Since that didn’t solve the Linux kernel requirement, it’s still running a VM to provide it.
Not making it up, but possibly confused. OCI containers are built on Linux-only technologies.
So that’s why it’s so memory hungry…
Try limiting it down to 2GB (there is an option in the Docker Desktop app). Before I discovered this option, the VM was normally eating 3-4GB of my memory.
On macos it does
Can someone please explain me like i am 5 what is docker and containers ? How it works? Can i run anything on it ? Is it like virtualbox ?
Think of a container like a self contained box that can be configured to contain everything a program may need to run.
You can give the box to someone else, and they can use it on their computer without any issues.
So I could build a container that contains my program that hosts cat pictures and give it to you. As long as you have docker installed you can run a command “docker run container X” and it’ll run.

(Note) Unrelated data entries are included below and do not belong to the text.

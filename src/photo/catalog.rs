use serde::{Deserialize, Serialize};
use std::collections::HashMap;
use std::fmt;
use std::sync::{Arc, OnceLock};
use thiserror::Error;

// ── Error Types ────────────────────────────────────────

#[derive(Debug, Clone, PartialEq, Eq, Error)]
pub enum PhotoError {
    #[error("empty candidate list for {bucket} / {gender}")]
    EmptyCandidates { bucket: AgeBucket, gender: Gender },
    #[error("catalog has no middle-aged fallback for {0}")]
    MissingFallback(Gender),
}

// ── Person Profile ─────────────────────────────────────

#[derive(Debug, Clone, Copy, PartialEq, Eq, Hash, Serialize, Deserialize)]
#[serde(rename_all = "lowercase")]
pub enum Gender {
    Male,
    Female,
}

impl Gender {
    pub const ALL: [Gender; 2] = [Gender::Male, Gender::Female];
}

impl fmt::Display for Gender {
    fn fmt(&self, f: &mut fmt::Formatter<'_>) -> fmt::Result {
        match self {
            Gender::Male => write!(f, "male"),
            Gender::Female => write!(f, "female"),
        }
    }
}

/// Carried for forward compatibility; does not influence selection.
#[derive(Debug, Clone, Copy, Default, PartialEq, Eq, Hash, Serialize, Deserialize)]
#[serde(rename_all = "lowercase")]
pub enum Ethnicity {
    Caucasian,
    Asian,
    African,
    Hispanic,
    Indian,
    #[default]
    Mixed,
}

impl Ethnicity {
    pub const ALL: [Ethnicity; 6] = [
        Ethnicity::Caucasian,
        Ethnicity::Asian,
        Ethnicity::African,
        Ethnicity::Hispanic,
        Ethnicity::Indian,
        Ethnicity::Mixed,
    ];
}

#[derive(Debug, Clone, Copy, PartialEq, Eq, Serialize, Deserialize)]
pub struct PersonProfile {
    pub age: i32,
    pub gender: Gender,
    #[serde(default)]
    pub ethnicity: Ethnicity,
}

impl PersonProfile {
    pub fn new(age: i32, gender: Gender) -> Self {
        Self {
            age,
            gender,
            ethnicity: Ethnicity::default(),
        }
    }

    pub fn with_ethnicity(mut self, ethnicity: Ethnicity) -> Self {
        self.ethnicity = ethnicity;
        self
    }

    pub fn bucket(&self) -> AgeBucket {
        AgeBucket::of(self.age)
    }
}

// ── Age Buckets ────────────────────────────────────────

#[derive(Debug, Clone, Copy, PartialEq, Eq, Hash, PartialOrd, Ord, Serialize, Deserialize)]
#[serde(rename_all = "kebab-case")]
pub enum AgeBucket {
    Child,
    Teenager,
    YoungAdult,
    MiddleAged,
    Senior,
    Elderly,
}

impl AgeBucket {
    pub const ALL: [AgeBucket; 6] = [
        AgeBucket::Child,
        AgeBucket::Teenager,
        AgeBucket::YoungAdult,
        AgeBucket::MiddleAged,
        AgeBucket::Senior,
        AgeBucket::Elderly,
    ];

    /// Inclusive upper bounds: 12, 19, 35, 55, 70. Negative ages are children.
    pub fn of(age: i32) -> Self {
        match age {
            i32::MIN..=12 => AgeBucket::Child,
            13..=19 => AgeBucket::Teenager,
            20..=35 => AgeBucket::YoungAdult,
            36..=55 => AgeBucket::MiddleAged,
            56..=70 => AgeBucket::Senior,
            _ => AgeBucket::Elderly,
        }
    }

    pub fn contains(self, age: i32) -> bool {
        Self::of(age) == self
    }

    pub fn as_str(self) -> &'static str {
        match self {
            AgeBucket::Child => "child",
            AgeBucket::Teenager => "teenager",
            AgeBucket::YoungAdult => "young-adult",
            AgeBucket::MiddleAged => "middle-aged",
            AgeBucket::Senior => "senior",
            AgeBucket::Elderly => "elderly",
        }
    }

    /// Display label shown next to a generated photo.
    pub fn label(self) -> &'static str {
        match self {
            AgeBucket::Child => "Child",
            AgeBucket::Teenager => "Teenager",
            AgeBucket::YoungAdult => "Young Adult",
            AgeBucket::MiddleAged => "Middle-aged",
            AgeBucket::Senior => "Senior",
            AgeBucket::Elderly => "Elderly",
        }
    }
}

impl fmt::Display for AgeBucket {
    fn fmt(&self, f: &mut fmt::Formatter<'_>) -> fmt::Result {
        f.write_str(self.as_str())
    }
}

// ── Catalog ────────────────────────────────────────────

const BUILTIN_PHOTOS: &[(AgeBucket, Gender, &[&str])] = &[
    (
        AgeBucket::Child,
        Gender::Male,
        &[
            "https://images.unsplash.com/photo-1649972904349-6e44c42644a7?w=400",
            "https://images.unsplash.com/photo-1544005313-94ddf0286df2?w=400",
            "https://images.unsplash.com/photo-1568822617270-2c1579f8dfe2?w=400",
        ],
    ),
    (
        AgeBucket::Child,
        Gender::Female,
        &[
            "https://images.unsplash.com/photo-1544005313-94ddf0286df2?w=400",
            "https://images.unsplash.com/photo-1546069901-ba9599a7e63c?w=400",
            "https://images.unsplash.com/photo-1518295751549-6b4b96c8ac2c?w=400",
        ],
    ),
    (
        AgeBucket::Teenager,
        Gender::Male,
        &[
            "https://images.unsplash.com/photo-1507003211169-0a1dd7228f2d?w=400",
            "https://images.unsplash.com/photo-1618077360395-f3068be8e001?w=400",
            "https://images.unsplash.com/photo-1568602471122-7832951cc4c5?w=400",
        ],
    ),
    (
        AgeBucket::Teenager,
        Gender::Female,
        &[
            "https://images.unsplash.com/photo-1544005313-94ddf0286df2?w=400",
            "https://images.unsplash.com/photo-1494790108755-2616b612b786?w=400",
            "https://images.unsplash.com/photo-1438761681033-6461ffad8d80?w=400",
        ],
    ),
    (
        AgeBucket::YoungAdult,
        Gender::Male,
        &[
            "https://images.unsplash.com/photo-1507003211169-0a1dd7228f2d?w=400",
            "https://images.unsplash.com/photo-1472099645785-5658abf4ff4e?w=400",
            "https://images.unsplash.com/photo-1500648767791-00dcc994a43e?w=400",
        ],
    ),
    (
        AgeBucket::YoungAdult,
        Gender::Female,
        &[
            "https://images.unsplash.com/photo-1494790108755-2616b612b786?w=400",
            "https://images.unsplash.com/photo-1438761681033-6461ffad8d80?w=400",
            "https://images.unsplash.com/photo-1517841905240-472988babdf9?w=400",
        ],
    ),
    (
        AgeBucket::MiddleAged,
        Gender::Male,
        &[
            "https://images.unsplash.com/photo-1472099645785-5658abf4ff4e?w=400",
            "https://images.unsplash.com/photo-1500648767791-00dcc994a43e?w=400",
            "https://images.unsplash.com/photo-1519085360753-af0119f7cbe7?w=400",
        ],
    ),
    (
        AgeBucket::MiddleAged,
        Gender::Female,
        &[
            "https://images.unsplash.com/photo-1494790108755-2616b612b786?w=400",
            "https://images.unsplash.com/photo-1524504388940-b1c1722653e1?w=400",
            "https://images.unsplash.com/photo-1581091226825-a6a2a5aee158?w=400",
        ],
    ),
    (
        AgeBucket::Senior,
        Gender::Male,
        &[
            "https://images.unsplash.com/photo-1519085360753-af0119f7cbe7?w=400",
            "https://images.unsplash.com/photo-1582750433449-648ed127bb54?w=400",
            "https://images.unsplash.com/photo-1571019613454-1cb2f99b2d8b?w=400",
        ],
    ),
    (
        AgeBucket::Senior,
        Gender::Female,
        &[
            "https://images.unsplash.com/photo-1581091226825-a6a2a5aee158?w=400",
            "https://images.unsplash.com/photo-1524504388940-b1c1722653e1?w=400",
            "https://images.unsplash.com/photo-1609220136736-443140cffec6?w=400",
        ],
    ),
    (
        AgeBucket::Elderly,
        Gender::Male,
        &[
            "https://images.unsplash.com/photo-1582750433449-648ed127bb54?w=400",
            "https://images.unsplash.com/photo-1571019613454-1cb2f99b2d8b?w=400",
            "https://images.unsplash.com/photo-1559839734-2b71ea197ec2?w=400",
        ],
    ),
    (
        AgeBucket::Elderly,
        Gender::Female,
        &[
            "https://images.unsplash.com/photo-1609220136736-443140cffec6?w=400",
            "https://images.unsplash.com/photo-1551836022-d5d88e9218df?w=400",
            "https://images.unsplash.com/photo-1594736797933-d0f06ba09f4b?w=400",
        ],
    ),
];

/// Read-only table of candidate photo URLs keyed by (bucket, gender).
///
/// Every stored list is non-empty and every gender has a middle-aged entry,
/// so [`PhotoCatalog::candidates`] never returns an empty slice.
#[derive(Debug, Clone)]
pub struct PhotoCatalog {
    entries: HashMap<(AgeBucket, Gender), Vec<String>>,
}

impl PhotoCatalog {
    pub fn new<I>(entries: I) -> Result<Self, PhotoError>
    where
        I: IntoIterator<Item = ((AgeBucket, Gender), Vec<String>)>,
    {
        let entries: HashMap<_, _> = entries.into_iter().collect();

        if let Some(((bucket, gender), _)) = entries.iter().find(|(_, list)| list.is_empty()) {
            return Err(PhotoError::EmptyCandidates {
                bucket: *bucket,
                gender: *gender,
            });
        }
        for gender in Gender::ALL {
            if !entries.contains_key(&(AgeBucket::MiddleAged, gender)) {
                return Err(PhotoError::MissingFallback(gender));
            }
        }

        Ok(Self { entries })
    }

    /// The process-wide built-in catalog, initialized on first use.
    pub fn builtin() -> Arc<PhotoCatalog> {
        static BUILTIN: OnceLock<Arc<PhotoCatalog>> = OnceLock::new();
        BUILTIN
            .get_or_init(|| {
                let entries = BUILTIN_PHOTOS
                    .iter()
                    .map(|(bucket, gender, urls)| {
                        ((*bucket, *gender), urls.iter().map(|u| u.to_string()).collect())
                    })
                    .collect();
                Arc::new(PhotoCatalog { entries })
            })
            .clone()
    }

    /// Exact (bucket, gender) list, without fallback.
    pub fn get(&self, bucket: AgeBucket, gender: Gender) -> Option<&[String]> {
        self.entries.get(&(bucket, gender)).map(Vec::as_slice)
    }

    /// Candidate list for the pair, falling back to (middle-aged, gender).
    pub fn candidates(&self, bucket: AgeBucket, gender: Gender) -> &[String] {
        self.get(bucket, gender)
            .or_else(|| self.get(AgeBucket::MiddleAged, gender))
            .unwrap_or_default()
    }

    pub fn len(&self) -> usize {
        self.entries.len()
    }

    pub fn is_empty(&self) -> bool {
        self.entries.is_empty()
    }
}

#[cfg(test)]
mod tests {
    use super::*;
    use proptest::prelude::*;

    #[test]
    fn boundaries_split_exactly() {
        let cases = [
            (12, AgeBucket::Child),
            (13, AgeBucket::Teenager),
            (19, AgeBucket::Teenager),
            (20, AgeBucket::YoungAdult),
            (35, AgeBucket::YoungAdult),
            (36, AgeBucket::MiddleAged),
            (55, AgeBucket::MiddleAged),
            (56, AgeBucket::Senior),
            (70, AgeBucket::Senior),
            (71, AgeBucket::Elderly),
        ];
        for (age, bucket) in cases {
            assert_eq!(AgeBucket::of(age), bucket, "age {age}");
        }
    }

    #[test]
    fn negative_age_is_child() {
        assert_eq!(AgeBucket::of(-5), AgeBucket::Child);
        assert_eq!(AgeBucket::of(i32::MIN), AgeBucket::Child);
    }

    #[test]
    fn builtin_catalog_is_complete() {
        let catalog = PhotoCatalog::builtin();
        assert_eq!(catalog.len(), 12);
        for bucket in AgeBucket::ALL {
            for gender in Gender::ALL {
                let list = catalog.get(bucket, gender).expect("pair present");
                assert_eq!(list.len(), 3);
            }
        }
        // Same validation a hand-built catalog gets.
        let rebuilt = PhotoCatalog::new(
            BUILTIN_PHOTOS.iter().map(|(b, g, urls)| {
                ((*b, *g), urls.iter().map(|u| u.to_string()).collect())
            }),
        );
        assert!(rebuilt.is_ok());
    }

    #[test]
    fn missing_pair_falls_back_to_middle_aged() {
        let catalog = PhotoCatalog::new([
            ((AgeBucket::MiddleAged, Gender::Male), vec!["m".to_string()]),
            ((AgeBucket::MiddleAged, Gender::Female), vec!["f".to_string()]),
            ((AgeBucket::Child, Gender::Female), vec!["kid".to_string()]),
        ])
        .unwrap();
        assert_eq!(catalog.candidates(AgeBucket::Elderly, Gender::Male), ["m"]);
        assert_eq!(catalog.candidates(AgeBucket::Child, Gender::Male), ["m"]);
        assert_eq!(catalog.candidates(AgeBucket::Child, Gender::Female), ["kid"]);
    }

    #[test]
    fn catalog_without_fallback_is_rejected() {
        let err = PhotoCatalog::new([(
            (AgeBucket::MiddleAged, Gender::Male),
            vec!["m".to_string()],
        )])
        .unwrap_err();
        assert_eq!(err, PhotoError::MissingFallback(Gender::Female));
    }

    #[test]
    fn empty_list_is_rejected() {
        let err = PhotoCatalog::new([
            ((AgeBucket::MiddleAged, Gender::Male), vec!["m".to_string()]),
            ((AgeBucket::MiddleAged, Gender::Female), vec!["f".to_string()]),
            ((AgeBucket::Senior, Gender::Male), vec![]),
        ])
        .unwrap_err();
        assert!(matches!(err, PhotoError::EmptyCandidates { .. }));
    }

    #[test]
    fn profile_serde_defaults_ethnicity() {
        let p: PersonProfile = serde_json::from_str(r#"{"age":45,"gender":"female"}"#).unwrap();
        assert_eq!(p.ethnicity, Ethnicity::Mixed);
        assert_eq!(p.bucket(), AgeBucket::MiddleAged);
        assert_eq!(serde_json::to_string(&AgeBucket::YoungAdult).unwrap(), "\"young-adult\"");
    }

    proptest! {
        #[test]
        fn buckets_partition_ages(age in 0i32..=200) {
            let hits = AgeBucket::ALL.iter().filter(|b| b.contains(age)).count();
            prop_assert_eq!(hits, 1);
        }

        #[test]
        fn buckets_are_monotonic(a in -50i32..=250, b in -50i32..=250) {
            if a <= b {
                prop_assert!(AgeBucket::of(a) <= AgeBucket::of(b));
            }
        }
    }
}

A container is a binary blob that contains everything your application needs to run. All files, dependencies, other applications etc.
Unlike a VM which abstracts the whole OS a container abstracts only your app.
It uses path manipulation and namespaces to isolate your application so it can’t access anything outside of itself.
So essentially you have one copy of an OS rather than running multiple OS’s.
It uses way less resources than a VM.
As everything is contained in the image if it works on your machine it should work the same on any. Obviously networking and things like that can break it.
But it’s Unix-like!
Uses a Linux VM for all the assignments anyway.
macOS is not unix-like, it is literally Unix.
We need to go deeper and put a VM in linux
reminds me of a russian doll
Not just OSX: anyone using WSL on windows is an offender too
But as a WSL user, dockerised Dev environments are pretty incredible to have running on a windows machine.
Does it required 64 gig of ram to run all my projects? Yes. Was it worth it? Also yes
I’m even worse, I have used wsl in a windows vm on my mac before haha
My experience using docker on windows has been pretty awful, it would randomly become completely unresponsive, sometimes taking 100% CPU in the process. Couldn’t stop it without restarting my computer. Tried reinstalling and various things, still no help. Only found a GitHub issue with hundreds of comments but no working workarounds/solutions.
When it does work it still manages to feel… fragile, although maybe that’s just because of my experience with it breaking.
You can cap the amount of cpu/memory docker is allowed to use. That helps a lot for those issues in my experience, although it still takes somewhat beefy machines to run docker in wsl
Add a JVM just for the hell of it
When I was in school I once used a IOS emulator running inside a docker container of MacOS running on a linux machine. It works surprisingly smoothly.
Does this count for Docker in an LXC on Proxmox as well?
I mean I have Debian running an Ubuntu VM running docker. It’s VMs all the way down baby
Time to check out Podman.
Podman on MacOS is the same, is it not? Running a containers inside a VM?
Don’t forget the ARM64 to AMD64 conversion.